Laboratory of Skeletal Cell Biology and Physiology (SCEBP), Skeletal Biology and Engineering Research Center (SBE), Department of Development and Regeneration, KU Leuven, Leuven, Belgium.
Shriners Hospital for Children, McGill University, Montreal, Canada.
J Bone Miner Res. 2017 Oct;32(10):2087-2102. doi: 10.1002/jbmr.3190. Epub 2017 Jun 30.
Cell-matrix interactions constitute a fundamental aspect of skeletal cell biology and play essential roles in bone homeostasis. These interactions are primarily mediated by transmembrane integrin receptors, which mediate cell adhesion and transduce signals from the extracellular matrix to intracellular responses via various downstream effectors, including integrin-linked kinase (ILK). ILK functions as adaptor protein at focal adhesion sites, linking integrins to the actin cytoskeleton, and has been reported to act as a kinase phosphorylating signaling molecules such as GSK-3β and Akt. Thereby, ILK plays important roles in cellular attachment, motility, proliferation and survival. To assess the in vivo role of ILK signaling in osteoprogenitors and the osteoblast lineage cells descending thereof, we generated conditional knockout mice using the Osx-Cre:GFP driver strain. Mice lacking functional ILK in osterix-expressing cells and their derivatives showed no apparent developmental or growth phenotype, but by 5 weeks of age they displayed a significantly reduced trabecular bone mass, which persisted into adulthood in male mice. Histomorphometry and serum analysis indicated no alterations in osteoclast formation and activity, but provided evidence that osteoblast function was impaired, resulting in reduced bone mineralization and increased accumulation of unmineralized osteoid. In vitro analyses further substantiated that absence of ILK in osteogenic cells was associated with compromised collagen matrix production and mineralization. Mechanistically, we found evidence for both impaired cytoskeletal functioning and reduced signal transduction in osteoblasts lacking ILK. Indeed, loss of ILK in primary osteogenic cells impaired F-actin organization, cellular adhesion, spreading, and migration, indicative of defective coupling of cell-matrix interactions to the cytoskeleton. In addition, BMP/Smad and Wnt/β-catenin signaling was reduced in the absence of ILK. Taken together, these data demonstrate the importance of integrin-mediated cell-matrix interactions and ILK signaling in osteoprogenitors in the control of osteoblast functioning during juvenile bone mass acquisition and adult bone remodeling and homeostasis. © 2017 American Society for Bone and Mineral Research.

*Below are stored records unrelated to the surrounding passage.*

//! Configuration CLI command handlers

use crate::cli::commands::{ConfigCommand, ConfigKey};
use crate::core::config::Config;
use crate::error::{RepokitError, Result};
use crate::github::Visibility;
use crate::templates::ProjectKind;

/// Handle configuration commands
pub fn handle_config(command: ConfigCommand) -> Result<()> {
    match command {
        ConfigCommand::Set { key, value } => {
            let mut config = Config::load()?;
            set_value(&mut config, key, &value)?;
            config.save()?;
            println!("{} set to: {}", key_name(key), display_value(&config, key));
        }
        ConfigCommand::Get { key } => {
            let config = Config::load()?;
            println!("{}: {}", key_name(key), display_value(&config, key));
        }
        ConfigCommand::Remove { key } => {
            let mut config = Config::load()?;
            remove_value(&mut config, key);
            config.save()?;
            println!(
                "{} reset to default: {}",
                key_name(key),
                display_value(&config, key)
            );
        }
        ConfigCommand::Path => {
            println!("{}", Config::config_path()?.display());
        }
    }
    Ok(())
}

fn key_name(key: ConfigKey) -> &'static str {
    match key {
        ConfigKey::Owner => "Default owner",
        ConfigKey::Visibility => "Default visibility",
        ConfigKey::LicenseHolder => "License holder",
        ConfigKey::ProjectKind => "Project kind",
    }
}

/// Apply `value` to `key`, validating it first
fn set_value(config: &mut Config, key: ConfigKey, value: &str) -> Result<()> {
    let value = value.trim();
    if value.is_empty() {
        return Err(RepokitError::InvalidInput(format!(
            "{} cannot be empty. Use 'repokit config remove' to reset it.",
            key_name(key)
        )));
    }

    match key {
        ConfigKey::Owner => config.default_owner = Some(value.to_string()),
        ConfigKey::Visibility => config.visibility = value.parse::<Visibility>()?,
        ConfigKey::LicenseHolder => config.license_holder = Some(value.to_string()),
        ConfigKey::ProjectKind => {
            config.project_kind = ProjectKind::parse(value).ok_or_else(|| {
                RepokitError::InvalidInput(format!(
                    "Invalid project kind '{}'. Available kinds: {}",
                    value,
                    ProjectKind::all()
                        .iter()
                        .map(|k| k.as_str())
                        .collect::<Vec<_>>()
                        .join(", ")
                ))
            })?
        }
    }
    Ok(())
}

fn remove_value(config: &mut Config, key: ConfigKey) {
    let defaults = Config::default();
    match key {
        ConfigKey::Owner => config.default_owner = defaults.default_owner,
        ConfigKey::Visibility => config.visibility = defaults.visibility,
        ConfigKey::LicenseHolder => config.license_holder = defaults.license_holder,
        ConfigKey::ProjectKind => config.project_kind = defaults.project_kind,
    }
}

fn display_value(config: &Config, key: ConfigKey) -> String {
    match key {
        ConfigKey::Owner => config
            .default_owner
            .clone()
            .unwrap_or_else(|| "(authenticated user)".to_string()),
        ConfigKey::Visibility => config.visibility.to_string(),
        ConfigKey::LicenseHolder => config
            .license_holder
            .clone()
            .unwrap_or_else(|| "(authenticated user)".to_string()),
        ConfigKey::ProjectKind => config.project_kind.to_string(),
    }
}

#[cfg(test)]
mod tests {
    use super::*;

    #[test]
    fn test_set_and_remove_values() {
        let mut config = Config::default();

        set_value(&mut config, ConfigKey::Owner, " acme ").unwrap();
        set_value(&mut config, ConfigKey::Visibility, "public").unwrap();
        set_value(&mut config, ConfigKey::ProjectKind, "generic").unwrap();
        assert_eq!(config.default_owner.as_deref(), Some("acme"));
        assert_eq!(config.visibility, Visibility::Public);
        assert_eq!(display_value(&config, ConfigKey::ProjectKind), "generic");

        remove_value(&mut config, ConfigKey::Owner);
        remove_value(&mut config, ConfigKey::Visibility);
        assert_eq!(config.default_owner, None);
        assert_eq!(config.visibility, Visibility::Private);
        assert_eq!(
            display_value(&config, ConfigKey::Owner),
            "(authenticated user)"
        );
    }

    #[test]
    fn test_set_rejects_bad_values() {
        let mut config = Config::default();
        assert!(set_value(&mut config, ConfigKey::Visibility, "internal").is_err());
        assert!(set_value(&mut config, ConfigKey::ProjectKind, "python").is_err());
        assert!(set_value(&mut config, ConfigKey::LicenseHolder, "   ").is_err());
        assert_eq!(config, Config::default());
    }
}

细胞-基质相互作用构成了骨骼细胞生物学的一个基本方面,在骨稳态中发挥着重要作用。这些相互作用主要由跨膜整合素受体介导,这些受体通过各种下游效应物(包括整合素连接激酶(ILK))介导细胞黏附和将细胞外基质中的信号转导至细胞内反应。ILK 在粘着斑位点作为衔接蛋白起作用,将整合素与肌动蛋白细胞骨架连接,并已被报道作为一种激酶,磷酸化信号分子,如 GSK-3β 和 Akt。因此,ILK 在细胞附着、运动、增殖和存活中发挥重要作用。为了评估 ILK 信号在成骨前体细胞及其衍生的成骨细胞谱系细胞中的体内作用,我们使用 Osx-Cre:GFP 驱动株生成了条件性敲除小鼠。在表达骨钙素的细胞及其衍生细胞中缺乏功能性 ILK 的小鼠没有明显的发育或生长表型,但在 5 周龄时,它们的骨小梁骨量显著减少,在雄性小鼠中持续到成年期。组织形态计量学和血清分析表明破骨细胞形成和活性没有改变,但提供了证据表明成骨细胞功能受损,导致骨矿化减少和未矿化的类骨质积累增加。体外分析进一步证实,成骨细胞中缺乏 ILK 与胶原基质产生和矿化受损有关。从机制上讲,我们发现缺乏 ILK 的成骨细胞中细胞骨架功能受损和信号转导减少的证据。事实上,在原代成骨细胞中缺失 ILK 会损害 F-肌动蛋白的组织、细胞黏附、扩散和迁移,表明细胞-基质相互作用与细胞骨架的偶联受损。此外,在缺乏 ILK 的情况下,BMP/Smad 和 Wnt/β-catenin 信号转导减少。总之,这些数据表明整合素介导的细胞-基质相互作用和 ILK 信号在成骨前体细胞中对控制幼年骨量获得和成年骨重塑和稳态期间成骨细胞功能的重要性。 © 2017 美国骨矿研究协会。